In their defense, The Cage does use the term lasers, and in the mid-1990s when that book was written, it would be safe to assume there were no phasers in that time period.
 
Plus, the writers assume there were no hand phasers available at the time, although later Trek stories have established otherwise; the "no phasers until just before Kirk" interpretation was always a risky one, and eventually backfired.

In their defense, The Cage does use the term lasers, and in the mid-1990s when that book was written, it would be safe to assume there were no phasers in that time period.

Yeah it wasn't until Enterprise that primitive phasers were the weapons that predated the modern ones.
 
I know that I was just refering to initial attack wich forced them to evacuate to the surface where the creature started oicking them off before the phaser fire.

But if you look back and review your post to which I responded, you'll see that you claimed there was a warp core breach. I was clarifying that The Ashes of Eden said that the breach only occurred in the simulation, not the real attack.



In their defense, The Cage does use the term lasers, and in the mid-1990s when that book was written, it would be safe to assume there were no phasers in that time period.

Not at all. The reason Roddenberry abandoned the term "laser" after the first pilot is because he realized that lasers couldn't do the things he needed the weapons to do, and he knew the audience would probably be familiar enough with lasers to realize that (even though the technology was only a few years old at the time), so he changed it for the sake of credibility. If you'd asked him at any point after 1965 whether they used lasers or phasers in Pike's era, he would've said phasers, because he considered the (only two) references to "lasers" in the first pilot to be a mistake.
 
Quite so - but the Reeves-Stevenses would never accept the concept of a "mistake" in canon! ;)

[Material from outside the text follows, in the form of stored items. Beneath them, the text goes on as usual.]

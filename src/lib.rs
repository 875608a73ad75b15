pub mod app;
pub mod config;
pub mod errors;
pub mod handlers;
pub mod hours;
pub mod ledger;
pub mod models;
pub mod offline;
pub mod pages;
pub mod stale;
pub mod state;
pub mod storage;
pub mod tips;
pub mod ui;

pub use app::router;
pub use config::Config;
pub use state::AppState;
pub use storage::load_store;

The impression one gets is that they chose starship phasers as their weapon specifically because they were wary of using phaser sidearms, and this was rather overcautious of them when other novels had already featured pre-TOS phaser action...

I don't fault them for their choice as such - I just feel that the use of shipboard weapons introduces aspects we don't need. If there are 200 people down there in jeopardy, and the cloud manages to pounce on a dozen of them because Kirk is too slow, why doesn't the starship fire at the cloud and its out-of-luck victims anyway, from its high and mighty vantage point where callously objective math is an option? Smaller-scale action/inaction is more plausible IMHO. And it's what Kirk puts his trust in the second time around, too.

Timo Saloniemi
 
I know that I was just refering to initial attack wich forced them to evacuate to the surface where the creature started oicking them off before the phaser fire.

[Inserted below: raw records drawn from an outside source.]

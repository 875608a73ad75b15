use crate::errors::StorageError;
use crate::models::{AppId, ShiftSession, TipPreset};
use serde::{Serialize, de::DeserializeOwned};
use serde_json::Value;
use std::collections::BTreeMap;
use std::path::Path;
use tokio::fs;
use tracing::{error, warn};

pub const SESSION_KEY: &str = "endOfDayData";
pub const PRESET_KEY: &str = "tipCalcPreset";
pub const LAST_APP_KEY: &str = "lastActiveApp";

/// Key-value document persisted wholesale on every write.
#[derive(Debug, Clone, Default, PartialEq, Serialize, serde::Deserialize)]
#[serde(transparent)]
pub struct Store {
    entries: BTreeMap<String, Value>,
}

impl Store {
    fn get<T: DeserializeOwned>(&self, key: &str) -> Option<T> {
        let value = self.entries.get(key)?;
        match serde_json::from_value(value.clone()) {
            Ok(parsed) => Some(parsed),
            Err(err) => {
                error!("ignoring unreadable {key}: {err}");
                None
            }
        }
    }

    fn set<T: Serialize>(&mut self, key: &'static str, value: &T) -> Result<(), StorageError> {
        let value = serde_json::to_value(value).map_err(|source| StorageError::Encode { key, source })?;
        self.entries.insert(key.to_string(), value);
        Ok(())
    }

    fn remove(&mut self, key: &str) -> bool {
        self.entries.remove(key).is_some()
    }

    pub fn session(&self) -> Option<ShiftSession> {
        self.get(SESSION_KEY)
    }

    pub fn set_session(&mut self, session: &ShiftSession) -> Result<(), StorageError> {
        self.set(SESSION_KEY, session)
    }

    pub fn clear_session(&mut self) -> bool {
        self.remove(SESSION_KEY)
    }

    pub fn preset(&self) -> TipPreset {
        self.get(PRESET_KEY).unwrap_or_default()
    }

    pub fn set_preset(&mut self, preset: TipPreset) -> Result<(), StorageError> {
        self.set(PRESET_KEY, &preset)
    }

    pub fn last_app(&self) -> Option<AppId> {
        let raw: String = self.get(LAST_APP_KEY)?;
        match raw.parse() {
            Ok(app) => Some(app),
            Err(err) => {
                warn!("ignoring stored last app: {err}");
                None
            }
        }
    }

    pub fn set_last_app(&mut self, app: AppId) -> Result<(), StorageError> {
        self.set(LAST_APP_KEY, &app)
    }

    pub fn clear_last_app(&mut self) -> bool {
        self.remove(LAST_APP_KEY)
    }
}

pub async fn load_store(path: &Path) -> Store {
    match fs::read(path).await {
        Ok(bytes) => match serde_json::from_slice(&bytes) {
            Ok(store) => store,
            Err(err) => {
                error!("failed to parse data file, starting empty: {err}");
                Store::default()
            }
        },
        Err(err) if err.kind() == std::io::ErrorKind::NotFound => Store::default(),
        Err(err) => {
            error!("failed to read data file: {err}");
            Store::default()
        }
    }
}

pub async fn persist_store(path: &Path, store: &Store) -> Result<(), StorageError> {
    let payload = serde_json::to_vec_pretty(store)?;
    fs::write(path, payload).await?;
    Ok(())
}

#[cfg(test)]
mod tests {
    use super::*;
    use crate::models::Entry;
    use serde_json::json;

    #[test]
    fn typed_keys_round_trip() {
        let mut store = Store::default();
        assert_eq!(store.preset(), TipPreset::default());
        assert_eq!(store.last_app(), None);

        store.set_preset(TipPreset { boh: 6.0, foh: 2.5 }).unwrap();
        store.set_last_app(AppId::HoursCalc).unwrap();
        let session = ShiftSession {
            session_start_time: Some(1),
            total_tips: 12.0,
            tips_entries: vec![Entry::manual(12.0)],
            ..ShiftSession::default()
        };
        store.set_session(&session).unwrap();

        let encoded = serde_json::to_value(&store).unwrap();
        assert_eq!(encoded["lastActiveApp"], "hourscalc");
        assert_eq!(encoded["tipCalcPreset"], json!({ "boh": 6.0, "foh": 2.5 }));

        let decoded: Store = serde_json::from_value(encoded).unwrap();
        assert_eq!(decoded.preset(), TipPreset { boh: 6.0, foh: 2.5 });
        assert_eq!(decoded.last_app(), Some(AppId::HoursCalc));
        assert_eq!(decoded.session(), Some(session));

        store.clear_last_app();
        assert!(store.clear_session());
        assert!(!store.clear_session());
        assert_eq!(store.last_app(), None);
    }

    #[test]
    fn unreadable_values_are_ignored() {
        let store: Store = serde_json::from_value(json!({
            "endOfDayData": { "hoursEntries": ["eight"] },
            "tipCalcPreset": "five",
            "lastActiveApp": "settings",
        }))
        .unwrap();

        assert_eq!(store.session(), None);
        assert_eq!(store.preset(), TipPreset::default());
        assert_eq!(store.last_app(), None);
    }

    #[tokio::test]
    async fn corrupt_file_loads_as_empty_store() {
        let mut path = std::env::temp_dir();
        path.push(format!("calculator_hub_store_{}.json", std::process::id()));
        fs::write(&path, b"{ not json").await.unwrap();

        assert_eq!(load_store(&path).await, Store::default());

        let mut store = Store::default();
        store.set_last_app(AppId::TipCalc).unwrap();
        persist_store(&path, &store).await.unwrap();
        assert_eq!(load_store(&path).await, store);

        let _ = fs::remove_file(&path).await;
    }
}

But if you look back and review your post to which I responded, you'll see that you claimed there was a warp core breach. I was clarifying that The Ashes of Eden said that the breach only occurred in the simulation, not the real attack.

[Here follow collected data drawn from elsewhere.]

//! Server-rendered pages. Forms post here and redirect back to the view.

use crate::errors::AppError;
use crate::handlers::save_ledger;
use crate::hours;
use crate::ledger::parse_amount;
use crate::models::{AppId, Direction, EntryKind, LargeParty};
use crate::offline::render_worker_script;
use crate::state::{AppState, Workspace};
use crate::stale;
use crate::tips::{self, PresetChange, TipInputs};
use crate::ui::{
    EndOfDayView, HoursView, HubView, MANIFEST_JSON, Notice, STYLE_CSS, TipView, render_end_of_day,
    render_hours_calc, render_hub, render_tip_calc,
};
use axum::{
    Form,
    extract::{Path, Query, State},
    http::{StatusCode, header},
    response::{Html, IntoResponse, Redirect, Response},
};
use percent_encoding::{AsciiSet, NON_ALPHANUMERIC, utf8_percent_encode};
use serde::Deserialize;
use tracing::{info, warn};

const QUERY_VALUE: &AsciiSet = &NON_ALPHANUMERIC.remove(b'.').remove(b'-').remove(b'_').remove(b':');

/// Blank is absent; anything unparsable is kept as NaN so validation flags it.
fn parse_field(raw: &Option<String>) -> Option<f64> {
    let raw = raw.as_deref().map(str::trim).filter(|raw| !raw.is_empty())?;
    Some(raw.parse::<f64>().unwrap_or(f64::NAN))
}

fn push_param(query: &mut Vec<String>, name: &str, value: Option<String>) {
    if let Some(value) = value {
        query.push(format!("{name}={}", utf8_percent_encode(&value, QUERY_VALUE)));
    }
}

/// The field as typed, so an invalid value survives the redirect and is flagged again.
fn raw_field(raw: &Option<String>) -> Option<String> {
    raw.as_deref()
        .map(str::trim)
        .filter(|raw| !raw.is_empty())
        .map(str::to_string)
}

fn with_query(path: &str, query: Vec<String>) -> String {
    if query.is_empty() {
        path.to_string()
    } else {
        format!("{path}?{}", query.join("&"))
    }
}

async fn open_app(state: &AppState, workspace: &mut Workspace, app: AppId) -> Result<(), AppError> {
    if workspace.store.last_app() != Some(app) {
        workspace.store.set_last_app(app)?;
        state.persist(workspace).await?;
    }
    Ok(())
}

pub async fn hub(State(state): State<AppState>) -> Response {
    let workspace = state.workspace.lock().await;
    if let Some(app) = workspace.store.last_app() {
        return Redirect::to(&app.path()).into_response();
    }
    Html(render_hub(&hub_view(&workspace))).into_response()
}

/// The offline shell page: always the hub, never a redirect.
pub async fn shell(State(state): State<AppState>) -> Html<String> {
    let workspace = state.workspace.lock().await;
    Html(render_hub(&hub_view(&workspace)))
}

fn hub_view(workspace: &Workspace) -> HubView {
    let start = workspace
        .store
        .session()
        .and_then(|session| session.session_start_time);
    let stale_message = stale::check(start)
        .filter(|_| !workspace.stale_dismissed)
        .map(|notice| notice.bucket.to_string());
    HubView { stale_message }
}

pub async fn back_to_hub(State(state): State<AppState>) -> Result<Redirect, AppError> {
    let mut workspace = state.workspace.lock().await;
    if workspace.store.clear_last_app() {
        state.persist(&workspace).await?;
    }
    workspace.pending_preset = None;
    Ok(Redirect::to("/"))
}

pub async fn keep_stale(State(state): State<AppState>) -> Redirect {
    state.workspace.lock().await.stale_dismissed = true;
    Redirect::to("/")
}

pub async fn clear_stale(State(state): State<AppState>) -> Result<Redirect, AppError> {
    let mut workspace = state.workspace.lock().await;
    workspace.clear_session();
    state.persist(&workspace).await?;
    Ok(Redirect::to("/"))
}

#[derive(Debug, Default, Deserialize)]
pub struct TipForm {
    #[serde(default)]
    owed: Option<String>,
    #[serde(default)]
    sales: Option<String>,
    #[serde(default)]
    cash: Option<String>,
    #[serde(default)]
    notice: Option<Notice>,
}

impl TipForm {
    fn inputs(&self, parties: &[LargeParty]) -> TipInputs {
        TipInputs {
            owed: parse_field(&self.owed),
            sales: parse_field(&self.sales),
            cash: parse_field(&self.cash),
            parties: parties.to_vec(),
        }
    }

    fn query(&self, notice: Option<Notice>) -> Vec<String> {
        let mut query = Vec::new();
        for (name, raw) in [("owed", &self.owed), ("sales", &self.sales), ("cash", &self.cash)] {
            push_param(&mut query, name, raw_field(raw));
        }
        push_param(&mut query, "notice", notice.map(|notice| notice.as_str().to_string()));
        query
    }

    fn redirect(&self, notice: Option<Notice>) -> Redirect {
        Redirect::to(&with_query(&AppId::TipCalc.path(), self.query(notice)))
    }
}

pub async fn tip_calc(
    State(state): State<AppState>,
    Query(form): Query<TipForm>,
) -> Result<Html<String>, AppError> {
    let mut workspace = state.workspace.lock().await;
    open_app(&state, &mut workspace, AppId::TipCalc).await?;

    let preset = workspace.store.preset();
    let result = tips::calculate(&form.inputs(&workspace.parties), preset).map(|result| result.rounded());
    let view = TipView {
        owed: form.owed.clone().unwrap_or_default(),
        sales: form.sales.clone().unwrap_or_default(),
        cash: form.cash.clone().unwrap_or_default(),
        preset,
        parties: workspace.parties.clone(),
        result,
        pending_prompt: workspace.pending_preset.map(|change| change.prompt()),
        notice: form.notice,
    };
    Ok(Html(render_tip_calc(&view)))
}

#[derive(Debug, Deserialize)]
pub struct PartyForm {
    #[serde(flatten)]
    tip: TipForm,
    #[serde(default)]
    headcount: Option<String>,
    #[serde(default)]
    cost_per_head: Option<String>,
}

impl PartyForm {
    fn party(&self) -> LargeParty {
        let headcount = self.headcount.as_deref().and_then(parse_amount);
        let cost = self.cost_per_head.as_deref().and_then(parse_amount);
        LargeParty::with_values(headcount, cost)
    }
}

pub async fn add_party(State(state): State<AppState>, Form(form): Form<PartyForm>) -> Redirect {
    state.workspace.lock().await.parties.push(form.party());
    form.tip.redirect(None)
}

pub async fn edit_party(
    State(state): State<AppState>,
    Path(index): Path<usize>,
    Form(form): Form<PartyForm>,
) -> Redirect {
    let mut workspace = state.workspace.lock().await;
    match workspace.parties.get_mut(index) {
        Some(party) => *party = form.party(),
        None => warn!(index, "no large party to edit"),
    }
    form.tip.redirect(None)
}

pub async fn remove_party(
    State(state): State<AppState>,
    Path(index): Path<usize>,
    Form(form): Form<TipForm>,
) -> Redirect {
    let mut workspace = state.workspace.lock().await;
    if index < workspace.parties.len() {
        workspace.parties.remove(index);
    }
    form.redirect(None)
}

pub async fn send_tips(
    State(state): State<AppState>,
    Form(form): Form<TipForm>,
) -> Result<Redirect, AppError> {
    let mut workspace = state.workspace.lock().await;
    let inputs = form.inputs(&workspace.parties);
    let tips = tips::calculate(&inputs, workspace.store.preset()).map(|result| result.tips);

    let sent = match tips {
        Ok(value) => workspace.ledger.push_auto(EntryKind::Tips, value).is_ok(),
        Err(_) => false,
    };
    if !sent {
        return Ok(form.redirect(Some(Notice::CalculateFirst)));
    }
    save_ledger(&state, &mut workspace).await?;
    info!("tips sent to end of day");
    Ok(form.redirect(Some(Notice::Sent)))
}

#[derive(Debug, Deserialize)]
pub struct PresetForm {
    #[serde(flatten)]
    tip: TipForm,
    #[serde(default)]
    boh: Option<String>,
    #[serde(default)]
    foh: Option<String>,
}

pub async fn propose_preset(State(state): State<AppState>, Form(form): Form<PresetForm>) -> Redirect {
    let boh = parse_field(&form.boh).unwrap_or(f64::NAN);
    let foh = parse_field(&form.foh).unwrap_or(f64::NAN);
    match PresetChange::propose(boh, foh) {
        Ok(change) => {
            state.workspace.lock().await.pending_preset = Some(change);
            form.tip.redirect(None)
        }
        Err(err) => {
            warn!("preset edit rejected: {err}");
            form.tip.redirect(Some(Notice::InvalidPercent))
        }
    }
}

pub async fn propose_reset(State(state): State<AppState>, Form(form): Form<TipForm>) -> Redirect {
    state.workspace.lock().await.pending_preset = Some(PresetChange::Reset);
    form.redirect(None)
}

pub async fn confirm_preset(
    State(state): State<AppState>,
    Form(form): Form<TipForm>,
) -> Result<Redirect, AppError> {
    let mut workspace = state.workspace.lock().await;
    let Some(change) = workspace.pending_preset.take() else {
        return Ok(form.redirect(None));
    };
    let preset = change.preset();
    workspace.store.set_preset(preset)?;
    state.persist(&workspace).await?;
    info!(boh = preset.boh, foh = preset.foh, "tip preset saved");
    Ok(form.redirect(Some(Notice::Saved)))
}

pub async fn cancel_preset(State(state): State<AppState>, Form(form): Form<TipForm>) -> Redirect {
    state.workspace.lock().await.pending_preset = None;
    form.redirect(None)
}

pub async fn clear_tips(State(state): State<AppState>) -> Redirect {
    let mut workspace = state.workspace.lock().await;
    workspace.parties.clear();
    workspace.pending_preset = None;
    TipForm::default().redirect(None)
}

#[derive(Debug, Default, Deserialize)]
pub struct HoursForm {
    #[serde(default)]
    start: Option<String>,
    #[serde(default)]
    end: Option<String>,
    #[serde(default, rename = "break")]
    break_minutes: Option<String>,
    #[serde(default)]
    notice: Option<Notice>,
}

impl HoursForm {
    fn calculate(&self) -> Result<hours::ShiftHours, crate::errors::HoursError> {
        hours::calculate_from_fields(
            self.start.as_deref().unwrap_or(""),
            self.end.as_deref().unwrap_or(""),
            self.break_minutes.as_deref().unwrap_or(""),
        )
    }

    fn redirect(&self, notice: Option<Notice>) -> Redirect {
        let mut query = Vec::new();
        push_param(&mut query, "start", raw_field(&self.start));
        push_param(&mut query, "end", raw_field(&self.end));
        push_param(&mut query, "break", raw_field(&self.break_minutes));
        push_param(&mut query, "notice", notice.map(|notice| notice.as_str().to_string()));
        Redirect::to(&with_query(&AppId::HoursCalc.path(), query))
    }
}

pub async fn hours_calc(
    State(state): State<AppState>,
    Query(form): Query<HoursForm>,
) -> Result<Html<String>, AppError> {
    let mut workspace = state.workspace.lock().await;
    open_app(&state, &mut workspace, AppId::HoursCalc).await?;

    let view = HoursView {
        start: form.start.clone().unwrap_or_default(),
        end: form.end.clone().unwrap_or_default(),
        break_minutes: form.break_minutes.clone().unwrap_or_default(),
        result: form.calculate(),
        notice: form.notice,
    };
    Ok(Html(render_hours_calc(&view)))
}

pub async fn send_hours(
    State(state): State<AppState>,
    Form(form): Form<HoursForm>,
) -> Result<Redirect, AppError> {
    let rounded = form.calculate().map(|result| result.rounded_hours).unwrap_or(0.0);
    let mut workspace = state.workspace.lock().await;
    if workspace.ledger.push_auto(EntryKind::Hours, rounded).is_err() {
        return Ok(form.redirect(Some(Notice::CalculateFirst)));
    }
    save_ledger(&state, &mut workspace).await?;
    info!(hours = rounded, "hours sent to end of day");
    Ok(form.redirect(Some(Notice::Sent)))
}

#[derive(Debug, Default, Deserialize)]
pub struct EndOfDayQuery {
    #[serde(default)]
    breakdown: bool,
}

fn end_of_day_failure(workspace: &Workspace, status: StatusCode, message: String) -> Response {
    let view = EndOfDayView::from_ledger(&workspace.ledger, false, Some(message));
    (status, Html(render_end_of_day(&view))).into_response()
}

fn end_of_day_redirect() -> Response {
    Redirect::to(&AppId::EndOfDay.path()).into_response()
}

pub async fn end_of_day(
    State(state): State<AppState>,
    Query(query): Query<EndOfDayQuery>,
) -> Result<Html<String>, AppError> {
    let mut workspace = state.workspace.lock().await;
    open_app(&state, &mut workspace, AppId::EndOfDay).await?;
    let view = EndOfDayView::from_ledger(&workspace.ledger, query.breakdown, None);
    Ok(Html(render_end_of_day(&view)))
}

#[derive(Debug, Deserialize)]
pub struct EntryForm {
    kind: EntryKind,
    #[serde(default)]
    value: String,
}

pub async fn add_entry(
    State(state): State<AppState>,
    Form(form): Form<EntryForm>,
) -> Result<Response, AppError> {
    let mut workspace = state.workspace.lock().await;
    let value = parse_amount(&form.value).unwrap_or(f64::NAN);
    if let Err(err) = workspace.ledger.add(form.kind, value) {
        return Ok(end_of_day_failure(&workspace, StatusCode::BAD_REQUEST, err.to_string()));
    }
    save_ledger(&state, &mut workspace).await?;
    Ok(end_of_day_redirect())
}

#[derive(Debug, Deserialize)]
pub struct ValueForm {
    #[serde(default)]
    value: String,
}

pub async fn edit_entry(
    State(state): State<AppState>,
    Path((kind, index)): Path<(EntryKind, usize)>,
    Form(form): Form<ValueForm>,
) -> Result<Response, AppError> {
    let mut workspace = state.workspace.lock().await;
    let value = parse_amount(&form.value).unwrap_or(f64::NAN);
    if let Err(err) = workspace.ledger.edit(kind, index, value) {
        let status = AppError::from(err.clone()).status;
        return Ok(end_of_day_failure(&workspace, status, err.to_string()));
    }
    save_ledger(&state, &mut workspace).await?;
    Ok(end_of_day_redirect())
}

pub async fn delete_entry(
    State(state): State<AppState>,
    Path((kind, index)): Path<(EntryKind, usize)>,
) -> Result<Response, AppError> {
    let mut workspace = state.workspace.lock().await;
    if let Err(err) = workspace.ledger.delete(kind, index) {
        return Ok(end_of_day_failure(&workspace, StatusCode::NOT_FOUND, err.to_string()));
    }
    save_ledger(&state, &mut workspace).await?;
    Ok(end_of_day_redirect())
}

pub async fn undo(State(state): State<AppState>) -> Result<Response, AppError> {
    let mut workspace = state.workspace.lock().await;
    if workspace.ledger.undo().is_some() {
        save_ledger(&state, &mut workspace).await?;
    }
    Ok(end_of_day_redirect())
}

#[derive(Debug, Deserialize)]
pub struct ReorderForm {
    index: usize,
    direction: Direction,
}

pub async fn reorder(
    State(state): State<AppState>,
    Form(form): Form<ReorderForm>,
) -> Result<Response, AppError> {
    let mut workspace = state.workspace.lock().await;
    if workspace.ledger.reorder(form.index, form.direction) {
        save_ledger(&state, &mut workspace).await?;
    }
    Ok(end_of_day_redirect())
}

#[derive(Debug, Deserialize)]
pub struct ResetForm {
    #[serde(default)]
    confirm: Option<String>,
}

pub async fn reset_end_of_day(
    State(state): State<AppState>,
    Form(form): Form<ResetForm>,
) -> Result<Response, AppError> {
    let mut workspace = state.workspace.lock().await;
    if form.confirm.as_deref() != Some("true") {
        warn!("end of day reset requested without confirmation");
        return Ok(end_of_day_failure(
            &workspace,
            StatusCode::BAD_REQUEST,
            "Tick the box to confirm clearing all data".to_string(),
        ));
    }
    workspace.clear_session();
    state.persist(&workspace).await?;
    Ok(end_of_day_redirect())
}

pub async fn service_worker() -> impl IntoResponse {
    (
        [(header::CONTENT_TYPE, "application/javascript")],
        render_worker_script(),
    )
}

pub async fn manifest() -> impl IntoResponse {
    ([(header::CONTENT_TYPE, "application/manifest+json")], MANIFEST_JSON)
}

pub async fn stylesheet() -> impl IntoResponse {
    ([(header::CONTENT_TYPE, "text/css")], STYLE_CSS)
}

Actually I was trying to correct the previous poster about how the cloude creature killed everyone on the ship after the change in the simulation.
 
^Okay, but it might have been unclear to other readers that you were talking about the simulation rather than the reality (as proposed by the book). I was clarifying for their benefit.
 
^Okay, but it might have been unclear to other readers that you were talking about the simulation rather than the reality (as proposed by the book). I was clarifying for their benefit.

Okay, I will try to be clearer in the future.

Now where we in the discussion on the OP topic?